> _Task item_: Return, word for word, only the lines of the data below that lie between the line with "self.state.lock().unwrap_or_else(PoisonError::into_inner)" and the line with "(state.generation, token)", those two lines included.

> _Saved data entries_:
○ ○ ○
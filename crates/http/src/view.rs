//! Fetch state of a view and the cancellable detail loader

use crate::client::error::ApiError;
use crate::client::interceptor::SessionClient;
use crate::client::service::ServiceError;
use crate::types::SignalementDetail;
use std::sync::{Arc, Mutex, MutexGuard, PoisonError};
use tokio_util::sync::CancellationToken;

/// Explicit loading/success/error state of one view
#[derive(Debug, Clone, PartialEq)]
pub enum ViewState<T> {
    Idle,
    Loading,
    Loaded(T),
    /// Fetching again while the previous data stays on screen
    Refetching(T),
    Failed(ApiError),
}

impl<T> Default for ViewState<T> {
    fn default() -> Self {
        Self::Idle
    }
}

impl<T> ViewState<T> {
    pub fn begin_fetch(&mut self) {
        *self = match std::mem::take(self) {
            Self::Loaded(data) | Self::Refetching(data) => Self::Refetching(data),
            _ => Self::Loading,
        };
    }

    pub fn resolve(&mut self, result: Result<T, ApiError>) {
        *self = match result {
            Ok(data) => Self::Loaded(data),
            Err(error) => Self::Failed(error),
        };
    }

    /// Drop an in-flight fetch, keeping whatever was loaded before it
    pub fn abandon(&mut self) {
        *self = match std::mem::take(self) {
            Self::Refetching(data) => Self::Loaded(data),
            Self::Loading => Self::Idle,
            other => other,
        };
    }

    pub const fn data(&self) -> Option<&T> {
        match self {
            Self::Loaded(data) | Self::Refetching(data) => Some(data),
            _ => None,
        }
    }

    pub const fn is_loading(&self) -> bool {
        matches!(self, Self::Loading | Self::Refetching(_))
    }

    pub const fn error(&self) -> Option<&ApiError> {
        match self {
            Self::Failed(error) => Some(error),
            _ => None,
        }
    }
}

/// Whether a finished load made it into the shared state
#[derive(Debug, Clone, Copy, PartialEq, Eq)]
pub enum LoadOutcome {
    Applied,
    /// Cancelled or superseded by a newer load
    Discarded,
}

#[derive(Default)]
struct LoaderState {
    view: ViewState<SignalementDetail>,
    generation: u64,
    in_flight: Option<CancellationToken>,
    id: Option<String>,
}

/// Loads one signalement at a time. Starting a load cancels the previous
/// one, and only the latest load may write the state.
#[derive(Clone)]
pub struct DetailLoader {
    client: SessionClient,
    state: Arc<Mutex<LoaderState>>,
}

impl DetailLoader {
    pub fn new(client: SessionClient) -> Self {
        Self {
            client,
            state: Arc::new(Mutex::new(LoaderState::default())),
        }
    }

    fn lock(&self) -> MutexGuard<'_, LoaderState> {
        self.state.lock().unwrap_or_else(PoisonError::into_inner)
    }

    pub fn state(&self) -> ViewState<SignalementDetail> {
        self.lock().view.clone()
    }

    pub fn current_id(&self) -> Option<String> {
        self.lock().id.clone()
    }

    pub async fn load(&self, id: &str) -> LoadOutcome {
        let (generation, token) = {
            let mut state = self.lock();
            if let Some(previous) = state.in_flight.take() {
                previous.cancel();
            }
            state.generation += 1;
            let token = CancellationToken::new();
            state.in_flight = Some(token.clone());

            if state.id.as_deref() != Some(id) {
                state.view = ViewState::Idle;
                state.id = Some(id.to_string());
            }
            state.view.begin_fetch();
            (state.generation, token)
        };

        let result = tokio::select! {
            () = token.cancelled() => {
                debug!(id, "Detail load cancelled");
                return LoadOutcome::Discarded;
            }
            result = self.client.signalement_detail(id) => result,
        };

        let mut state = self.lock();
        if state.generation != generation {
            debug!(id, "Discarding superseded detail load");
            return LoadOutcome::Discarded;
        }
        state.in_flight = None;
        state.view.resolve(result.map_err(ServiceError::into_inner));
        LoadOutcome::Applied
    }

    /// Load the current id again, keeping its data visible meanwhile
    pub async fn refetch(&self) -> Option<LoadOutcome> {
        let id = self.current_id()?;
        Some(self.load(&id).await)
    }

    /// Abort the in-flight load, if any
    pub fn cancel(&self) {
        let mut state = self.lock();
        if let Some(token) = state.in_flight.take() {
            token.cancel();
            state.generation += 1;
            state.view.abandon();
        }
    }
}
○ ○ ○
> _Expected answer_:
        self.state.lock().unwrap_or_else(PoisonError::into_inner)
    }

    pub fn state(&self) -> ViewState<SignalementDetail> {
        self.lock().view.clone()
    }

    pub fn current_id(&self) -> Option<String> {
        self.lock().id.clone()
    }

    pub async fn load(&self, id: &str) -> LoadOutcome {
        let (generation, token) = {
            let mut state = self.lock();
            if let Some(previous) = state.in_flight.take() {
                previous.cancel();
            }
            state.generation += 1;
            let token = CancellationToken::new();
            state.in_flight = Some(token.clone());

            if state.id.as_deref() != Some(id) {
                state.view = ViewState::Idle;
                state.id = Some(id.to_string());
            }
            state.view.begin_fetch();
            (state.generation, token)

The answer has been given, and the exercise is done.